Aguardé quince minutos, justos. Cumplido ese plazo, sin duda calculado, Olarte volvió a salir por la misma puerta por la que había desaparecido antes.
– El señor Jáuregui le recibirá ahora mismo -anunció-. Si tiene la bondad de seguirme.
Mientras cruzábamos la antesala de lo que, al fin, parecía ser el sacro despacho del señor Jáuregui, Olarte creyó oportuno instruirme brevemente acerca del comportamiento que se esperaba de mí.
– Le sugiero que reflexione cuanto vaya a decir. El señor Jáuregui tiene mucho trabajo e intereses mucho más importantes que cualquiera de los relacionados con el señor Echevarría. Quizá usted no esté debidamente informado, pero él puede no comprenderlo.
– Ese será su problema, Olarte. Yo no tengo otros intereses, ni tampoco nada más que hacer. No se apure por mí.

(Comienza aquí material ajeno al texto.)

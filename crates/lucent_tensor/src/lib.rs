mod backward;
mod creation;
mod function;
mod graph;
mod operators;
pub mod ops;

pub use function::Function;
pub use ops::{
    cost::{fit_bias, fit_gain, remove_mean, sserror, SsError},
    einsum::einsum,
    fourier::Dft2,
};

use function::{FunctionNode, Node};
use lucent_core::{
    dense::DenseArray,
    dtype::DType,
    error::{Error, Result},
    scalar::Scalar,
};
use std::{
    fmt,
    sync::{
        atomic::{AtomicUsize, Ordering},
        Arc, Mutex, RwLock,
    },
};

static NEXT_TENSOR_ID: AtomicUsize = AtomicUsize::new(0);

#[derive(Debug, Clone, Copy, PartialEq, Eq, Hash, PartialOrd, Ord)]
pub struct TensorId(usize);

impl TensorId {
    fn next() -> Self {
        Self(NEXT_TENSOR_ID.fetch_add(1, Ordering::Relaxed))
    }
}

pub(crate) struct LeafData {
    data: Arc<RwLock<DenseArray>>,
    grad: Arc<Mutex<Option<DenseArray>>>,
    requires_grad: bool,
}

pub(crate) struct NodeState {
    epoch: u64,
    output: Option<DenseArray>,
    forward_count: usize,
}

pub(crate) struct OpData {
    node: Box<dyn Node>,
    inputs: Vec<Tensor>,
    requires_grad: bool,
    state: Mutex<NodeState>,
}

pub(crate) enum TensorKind {
    Leaf(LeafData),
    Op(OpData),
}

pub(crate) struct TensorInner {
    id: TensorId,
    kind: TensorKind,
}

/// A value in the computational graph: either a leaf holding user data or
/// an operation node that recomputes its value from its inputs on demand.
///
/// Cloning a `Tensor` clones the handle; both clones refer to the same
/// graph vertex.
#[derive(Clone)]
pub struct Tensor {
    inner: Arc<TensorInner>,
}

impl Tensor {
    pub(crate) fn from_leaf(data: DenseArray, requires_grad: bool) -> Self {
        Self {
            inner: Arc::new(TensorInner {
                id: TensorId::next(),
                kind: TensorKind::Leaf(LeafData {
                    data: Arc::new(RwLock::new(data)),
                    grad: Arc::new(Mutex::new(None)),
                    requires_grad,
                }),
            }),
        }
    }

    /// Builds an operation node applying `function` to `inputs`. Nothing is
    /// evaluated here; `requires_grad` is fixed now as the OR over the inputs.
    pub fn from_function<F: Function>(function: F, inputs: Vec<Tensor>) -> Self {
        let requires_grad = inputs.iter().any(Tensor::requires_grad);
        Self {
            inner: Arc::new(TensorInner {
                id: TensorId::next(),
                kind: TensorKind::Op(OpData {
                    node: Box::new(FunctionNode::new(function)),
                    inputs,
                    requires_grad,
                    state: Mutex::new(NodeState {
                        epoch: 0,
                        output: None,
                        forward_count: 0,
                    }),
                }),
            }),
        }
    }

    pub(crate) fn kind(&self) -> &TensorKind {
        &self.inner.kind
    }

    // metadata

    pub fn id(&self) -> TensorId {
        self.inner.id
    }

    pub fn is_leaf(&self) -> bool {
        matches!(self.kind(), TensorKind::Leaf(_))
    }

    pub fn requires_grad(&self) -> bool {
        match self.kind() {
            TensorKind::Leaf(leaf) => leaf.requires_grad,
            TensorKind::Op(op) => op.requires_grad,
        }
    }

    /// Name of the operation, `None` for leaves.
    pub fn op_name(&self) -> Option<&'static str> {
        match self.kind() {
            TensorKind::Leaf(_) => None,
            TensorKind::Op(op) => Some(op.node.name()),
        }
    }

    pub fn inputs(&self) -> &[Tensor] {
        match self.kind() {
            TensorKind::Leaf(_) => &[],
            TensorKind::Op(op) => &op.inputs,
        }
    }

    /// Number of times this node's forward has run (always 0 for leaves).
    pub fn forward_count(&self) -> Result<usize> {
        match self.kind() {
            TensorKind::Leaf(_) => Ok(0),
            TensorKind::Op(op) => Ok(op.state.lock().map_err(|_| Error::BufferLocked)?.forward_count),
        }
    }

    /// Turns this handle into a tracked leaf. The underlying data and
    /// gradient storage stay shared with other handles, but nodes built from
    /// the untracked handle before this call stay untracked.
    pub fn with_grad(&mut self) -> Result<()> {
        let TensorKind::Leaf(leaf) = self.kind() else {
            return Err(Error::InvalidArgument(format!(
                "gradient tracking can only be enabled on leaves, not on '{}' nodes",
                self.op_name().unwrap_or("?")
            )));
        };
        if leaf.requires_grad {
            return Ok(());
        }
        let kind = TensorKind::Leaf(LeafData {
            data: Arc::clone(&leaf.data),
            grad: Arc::clone(&leaf.grad),
            requires_grad: true,
        });
        self.inner = Arc::new(TensorInner { id: self.inner.id, kind });
        Ok(())
    }

    // data

    pub fn shape(&self) -> Result<Vec<usize>> {
        match self.kind() {
            TensorKind::Leaf(leaf) => Ok(leaf.data.read().map_err(|_| Error::BufferLocked)?.shape().to_vec()),
            TensorKind::Op(_) => Ok(self.data()?.shape().to_vec()),
        }
    }

    pub fn dtype(&self) -> Result<DType> {
        match self.kind() {
            TensorKind::Leaf(leaf) => Ok(leaf.data.read().map_err(|_| Error::BufferLocked)?.dtype()),
            TensorKind::Op(_) => Ok(self.data()?.dtype()),
        }
    }

    pub fn item(&self) -> Result<Scalar> {
        self.data()?.item()
    }

    pub fn to_flatten_vec(&self) -> Result<Vec<f64>> {
        self.data()?.to_flatten_vec()
    }

    /// Replaces a leaf's value. Shape and dtype must be preserved.
    pub fn set_data(&self, value: DenseArray) -> Result<()> {
        let TensorKind::Leaf(leaf) = self.kind() else {
            return Err(Error::InvalidArgument("set_data is only defined for leaves".to_string()));
        };
        let mut guard = leaf.data.write().map_err(|_| Error::BufferLocked)?;
        if guard.shape() != value.shape() {
            return Err(Error::ShapeMismatch {
                expected: guard.shape().to_vec(),
                got: value.shape().to_vec(),
                msg: "set_data".to_string(),
            });
        }
        if guard.dtype() != value.dtype() {
            return Err(Error::DTypeMismatch {
                expected: guard.dtype(),
                got: value.dtype(),
            });
        }
        *guard = value;
        Ok(())
    }

    /// Overwrites a real leaf from flat row-major values.
    pub fn assign_flat(&self, values: &[f64]) -> Result<()> {
        let shape = self.shape()?;
        self.set_data(DenseArray::from_vec(values.to_vec(), &shape)?)
    }

    // grad

    /// Accumulated gradient of a leaf; `None` until a backward pass reaches it
    /// (and always `None` for operation nodes).
    pub fn grad(&self) -> Result<Option<DenseArray>> {
        match self.kind() {
            TensorKind::Leaf(leaf) => Ok(leaf.grad.lock().map_err(|_| Error::GradLocked)?.clone()),
            TensorKind::Op(_) => Ok(None),
        }
    }

    /// Adds `grad` into a tracked leaf's gradient after reducing it to the
    /// leaf's shape. Real leaves keep the real part of a complex gradient.
    /// Untracked leaves and operation nodes ignore the call.
    pub fn accumulate_grad(&self, grad: &DenseArray) -> Result<()> {
        let TensorKind::Leaf(leaf) = self.kind() else {
            return Ok(());
        };
        if !leaf.requires_grad {
            return Ok(());
        }

        let (shape, dtype) = {
            let data = leaf.data.read().map_err(|_| Error::BufferLocked)?;
            (data.shape().to_vec(), data.dtype())
        };
        let mut grad = grad.sum_to_shape(&shape)?;
        if !dtype.is_complex() {
            grad = grad.real();
        }

        let mut guard = leaf.grad.lock().map_err(|_| Error::GradLocked)?;
        let updated = match guard.take() {
            Some(existing) => existing.add(&grad)?,
            None => grad,
        };
        *guard = Some(updated);
        Ok(())
    }

    /// Clears the gradient of a leaf, or of every leaf reachable from a node.
    pub fn zero_grad(&self) -> Result<()> {
        for leaf in self.leaves() {
            if let TensorKind::Leaf(data) = leaf.kind() {
                *data.grad.lock().map_err(|_| Error::GradLocked)? = None;
            }
        }
        Ok(())
    }

    /// Distinct leaves reachable from this tensor, in first-visit order.
    pub fn leaves(&self) -> Vec<Tensor> {
        let mut seen = std::collections::HashSet::new();
        let mut leaves = Vec::new();
        let mut stack = vec![self.clone()];
        while let Some(tensor) = stack.pop() {
            if !seen.insert(tensor.id()) {
                continue;
            }
            match tensor.kind() {
                TensorKind::Leaf(_) => leaves.push(tensor),
                TensorKind::Op(op) => stack.extend(op.inputs.iter().rev().cloned()),
            }
        }
        leaves
    }

    /// Whether `leaf` feeds this graph with gradient tracking on every path.
    ///
    /// Nodes built from a handle before [`Tensor::with_grad`] was applied to
    /// it still see the untracked leaf, so the id alone is not enough.
    pub fn tracks_leaf(&self, leaf: &Tensor) -> bool {
        let mut seen = std::collections::HashSet::new();
        let mut stack = vec![self.clone()];
        let mut found = false;
        while let Some(tensor) = stack.pop() {
            if !seen.insert(Arc::as_ptr(&tensor.inner)) {
                continue;
            }
            match tensor.kind() {
                TensorKind::Leaf(data) => {
                    if tensor.id() == leaf.id() {
                        if !data.requires_grad {
                            return false;
                        }
                        found = true;
                    }
                }
                TensorKind::Op(op) => stack.extend(op.inputs.iter().cloned()),
            }
        }
        found
    }
}

impl fmt::Debug for Tensor {
    fn fmt(&self, f: &mut fmt::Formatter<'_>) -> fmt::Result {
        f.debug_struct("Tensor")
            .field("id", &self.id().0)
            .field("op", &self.op_name().unwrap_or("leaf"))
            .field("requires_grad", &self.requires_grad())
            .finish()
    }
}
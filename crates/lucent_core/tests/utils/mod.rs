#![allow(dead_code)]

use lucent_core::{complex::Complex128, dense::DenseArray, dtype::DType, error::Result};

pub fn setup_array(data: Vec<f64>, shape: &[usize], dtype: DType) -> Result<DenseArray> {
    DenseArray::from_vec(data, shape)?.to_dtype(dtype)
}

/// Compares every element of `actual` against real `expected` values.
pub fn assert_values(actual: &DenseArray, expected: &[f64]) {
    let values = actual.to_complex_vec();
    assert_eq!(values.len(), expected.len(), "length mismatch: {:?}", values);
    for (a, &e) in values.iter().zip(expected) {
        assert!(
            (*a - Complex128::from(e)).magnitude() < 1e-12,
            "expected {}, got {}",
            e,
            a
        );
    }
}

#[macro_export]
macro_rules! test_ops {
    ([$($op:ident),*]) => {
        $(
            mod $op {
                use super::*;
                use paste::paste;

                paste! {
                    #[test]
                    fn f64() -> Result<()> {
                        test_functions::[<$op _test>](DType::F64)
                    }

                    #[test]
                    fn c128() -> Result<()> {
                        test_functions::[<$op _test>](DType::C128)
                    }
                }
            }
        )*
    };
}
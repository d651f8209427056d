//! Projected limited-memory BFGS for box-constrained problems.
//!
//! Each iteration fixes the variables sitting on an active bound, builds a
//! quasi-Newton direction over the remaining ones with the two-loop
//! recursion and backtracks along the projected path until the Armijo
//! condition holds.
use crate::options::{Bound, OptimizeOptions};
use lucent_core::error::{Error, Result};
use std::collections::VecDeque;

const ARMIJO: f64 = 1e-4;

/// Function and gradient over a flat vector.
pub trait Objective {
    fn value(&mut self, x: &[f64]) -> Result<f64>;
    fn gradient(&mut self, x: &[f64]) -> Result<Vec<f64>>;
}

#[derive(Debug, Clone, Copy, PartialEq, Eq)]
pub enum Status {
    ProjectedGradient,
    RelativeReduction,
    MaxIter,
    LineSearch,
}

impl Status {
    pub fn code(&self) -> i32 {
        match self {
            Self::ProjectedGradient | Self::RelativeReduction => 0,
            Self::MaxIter => 1,
            Self::LineSearch => 2,
        }
    }

    pub fn is_converged(&self) -> bool {
        self.code() == 0
    }

    pub fn message(&self) -> &'static str {
        match self {
            Self::ProjectedGradient => "CONVERGENCE: NORM_OF_PROJECTED_GRADIENT_<=_PGTOL",
            Self::RelativeReduction => "CONVERGENCE: REL_REDUCTION_OF_F_<=_FACTR*EPSMCH",
            Self::MaxIter => "STOP: TOTAL NO. of ITERATIONS REACHED LIMIT",
            Self::LineSearch => "ABNORMAL_TERMINATION_IN_LNSRCH",
        }
    }
}

#[derive(Debug, Clone)]
pub struct Solution {
    pub x: Vec<f64>,
    pub fun: f64,
    pub jac: Vec<f64>,
    pub status: Status,
    pub nfev: usize,
    pub njev: usize,
    pub nit: usize,
}

fn dot(a: &[f64], b: &[f64]) -> f64 {
    a.iter().zip(b).map(|(x, y)| x * y).sum()
}

fn norm_inf(v: &[f64]) -> f64 {
    v.iter().fold(0.0, |m, x| m.max(x.abs()))
}

fn project(x: &mut [f64], bounds: &[Bound]) {
    for (xi, b) in x.iter_mut().zip(bounds) {
        *xi = b.clamp(*xi);
    }
}

fn projected_gradient(x: &[f64], g: &[f64], bounds: &[Bound]) -> Vec<f64> {
    x.iter()
        .zip(g)
        .zip(bounds)
        .map(|((&xi, &gi), b)| b.clamp(xi - gi) - xi)
        .collect()
}

// a variable is fixed when it sits on a bound and the gradient pushes outward
fn free_mask(x: &[f64], g: &[f64], bounds: &[Bound]) -> Vec<bool> {
    x.iter()
        .zip(g)
        .zip(bounds)
        .map(|((&xi, &gi), b)| !((xi <= b.lower() && gi > 0.0) || (xi >= b.upper() && gi < 0.0)))
        .collect()
}

struct Memory {
    pairs: VecDeque<(Vec<f64>, Vec<f64>)>,
    capacity: usize,
}

impl Memory {
    fn new(capacity: usize) -> Self {
        Self {
            pairs: VecDeque::with_capacity(capacity),
            capacity,
        }
    }

    fn is_empty(&self) -> bool {
        self.pairs.is_empty()
    }

    fn clear(&mut self) {
        self.pairs.clear();
    }

    fn push(&mut self, s: Vec<f64>, y: Vec<f64>) {
        if self.capacity == 0 {
            return;
        }
        if self.pairs.len() == self.capacity {
            self.pairs.pop_front();
        }
        self.pairs.push_back((s, y));
    }

    // -H·g over the free variables, zero elsewhere
    fn direction(&self, g: &[f64], free: &[bool]) -> Vec<f64> {
        let restrict = |v: &[f64]| -> Vec<f64> { v.iter().zip(free).map(|(&x, &f)| if f { x } else { 0.0 }).collect() };

        let mut q = restrict(g);
        let mut alphas = Vec::with_capacity(self.pairs.len());
        let mut gamma = 1.0;
        let mut restricted = Vec::with_capacity(self.pairs.len());

        for (s, y) in self.pairs.iter() {
            let (s, y) = (restrict(s), restrict(y));
            let sy = dot(&s, &y);
            restricted.push((s, y, sy));
        }

        for (s, y, sy) in restricted.iter().rev() {
            if *sy <= 0.0 {
                alphas.push(0.0);
                continue;
            }
            let a = dot(s, &q) / sy;
            for (qi, yi) in q.iter_mut().zip(y) {
                *qi -= a * yi;
            }
            alphas.push(a);
        }

        if let Some((_, y, sy)) = restricted.iter().rev().find(|(_, _, sy)| *sy > 0.0) {
            let yy = dot(y, y);
            if yy > 0.0 {
                gamma = sy / yy;
            }
        }
        for qi in q.iter_mut() {
            *qi *= gamma;
        }

        for ((s, y, sy), a) in restricted.iter().zip(alphas.iter().rev()) {
            if *sy <= 0.0 {
                continue;
            }
            let b = dot(y, &q) / sy;
            for (qi, si) in q.iter_mut().zip(s) {
                *qi += si * (a - b);
            }
        }

        q.iter().map(|v| -v).collect()
    }
}

/// Minimizes `objective` from `x0` inside `bounds` (unbounded when `None`).
pub fn minimize<O: Objective>(objective: &mut O, x0: &[f64], bounds: Option<&[Bound]>, options: &OptimizeOptions) -> Result<Solution> {
    let n = x0.len();
    let bounds: Vec<Bound> = match bounds {
        Some(b) if b.len() != n => {
            return Err(Error::InvalidArgument(format!("expected {} bounds, got {}", n, b.len())));
        }
        Some(b) => b.to_vec(),
        None => vec![Bound::unbounded(); n],
    };
    for (i, b) in bounds.iter().enumerate() {
        if b.lower() > b.upper() {
            return Err(Error::InvalidArgument(format!(
                "bound {} has lower {} above upper {}",
                i,
                b.lower(),
                b.upper()
            )));
        }
    }

    let mut x = x0.to_vec();
    project(&mut x, &bounds);

    let mut f = objective.value(&x)?;
    let mut g = objective.gradient(&x)?;
    let (mut nfev, mut njev, mut nit) = (1, 1, 0);
    let mut memory = Memory::new(options.history);

    let status = loop {
        let pg = projected_gradient(&x, &g, &bounds);
        if norm_inf(&pg) <= options.gtol {
            break Status::ProjectedGradient;
        }
        if nit >= options.maxiter {
            break Status::MaxIter;
        }

        let free = free_mask(&x, &g, &bounds);
        let mut d = memory.direction(&g, &free);
        if dot(&d, &g) >= 0.0 {
            log::debug!("quasi-Newton direction is not a descent direction, resetting memory");
            memory.clear();
            d = memory.direction(&g, &free);
        }

        let mut step = if memory.is_empty() {
            (1.0 / norm_inf(&g)).min(1.0)
        } else {
            1.0
        };

        let mut accepted = None;
        for trial in 0..=options.max_linesearch {
            let mut candidate: Vec<f64> = x.iter().zip(&d).map(|(xi, di)| xi + step * di).collect();
            project(&mut candidate, &bounds);
            let moved: Vec<f64> = candidate.iter().zip(&x).map(|(c, xi)| c - xi).collect();
            let decrease = dot(&g, &moved);

            let fc = objective.value(&candidate)?;
            nfev += 1;
            if fc.is_finite() && fc <= f + ARMIJO * decrease {
                accepted = Some((candidate, fc, moved));
                break;
            }
            log::debug!("line search trial {}: step {:e} rejected (f = {:e})", trial, step, fc);
            step *= 0.5;
        }

        let Some((x_new, f_new, s)) = accepted else {
            if memory.is_empty() {
                break Status::LineSearch;
            }
            log::debug!("line search failed, retrying along the steepest descent");
            memory.clear();
            continue;
        };

        let g_new = objective.gradient(&x_new)?;
        njev += 1;
        nit += 1;

        let y: Vec<f64> = g_new.iter().zip(&g).map(|(a, b)| a - b).collect();
        let sy = dot(&s, &y);
        if sy > f64::EPSILON * dot(&y, &y) {
            memory.push(s, y);
        }

        let reduction = (f - f_new) / f.abs().max(f_new.abs()).max(1.0);
        log::trace!("iteration {}: f = {:e}, step = {:e}, |pg| = {:e}", nit, f_new, step, norm_inf(&pg));

        x = x_new;
        f = f_new;
        g = g_new;

        if reduction <= options.ftol {
            break Status::RelativeReduction;
        }
    };

    Ok(Solution {
        x,
        fun: f,
        jac: g,
        status,
        nfev,
        njev,
        nit,
    })
}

Conteniéndose con dificultad, Olarte abrió la puerta. Entré con decisión, casi brincando. Era esa especie de alegría o euforia con que se reacciona a veces en situaciones de extremo pánico. Si su nombre me había sonado nuevo, tampoco me dijo mucho la cara de Emilio Jáuregui. Algo en ella me recordaba a alguien, pero tan borrosamente que lo achaqué a una reminiscencia casual sin la menor trascendencia. Era un hombre de unos cincuenta años, obeso y calvo, de cálidos ojos y sonrisa seductora. Sus cabellos, es decir, los que le quedaban, eran de un hermoso color ceniza. Le tendí mi mano antes de que él moviera la suya. Apretó un poco al estrechármela, pero sin duda por algún error de cálculo de sus grandes y robustos dedos, y no porque saludar a nadie en general o a mí en particular le produjera el menor entusiasmo.
– Buenos días, señor Valbuena -dijo, con afinada voz de barítono-. Me alegro de verle.
Pensé que no era cosa de arredrarme, y también con Jáuregui resolví eliminar desde el principio cualquier malentendido.
– El señor Valbuena no existe -repuse-. Disculpe la travesura, pero tengo alergia a los hombres de uniforme que se ponen detrás de las verjas y no me siento cómodo abriéndoles mi corazón. Veo que el nombre supuesto no ha sido un problema para entendernos, pero para que no quede ninguna duda mi nombre es Galba, Juan Galba. Encantado.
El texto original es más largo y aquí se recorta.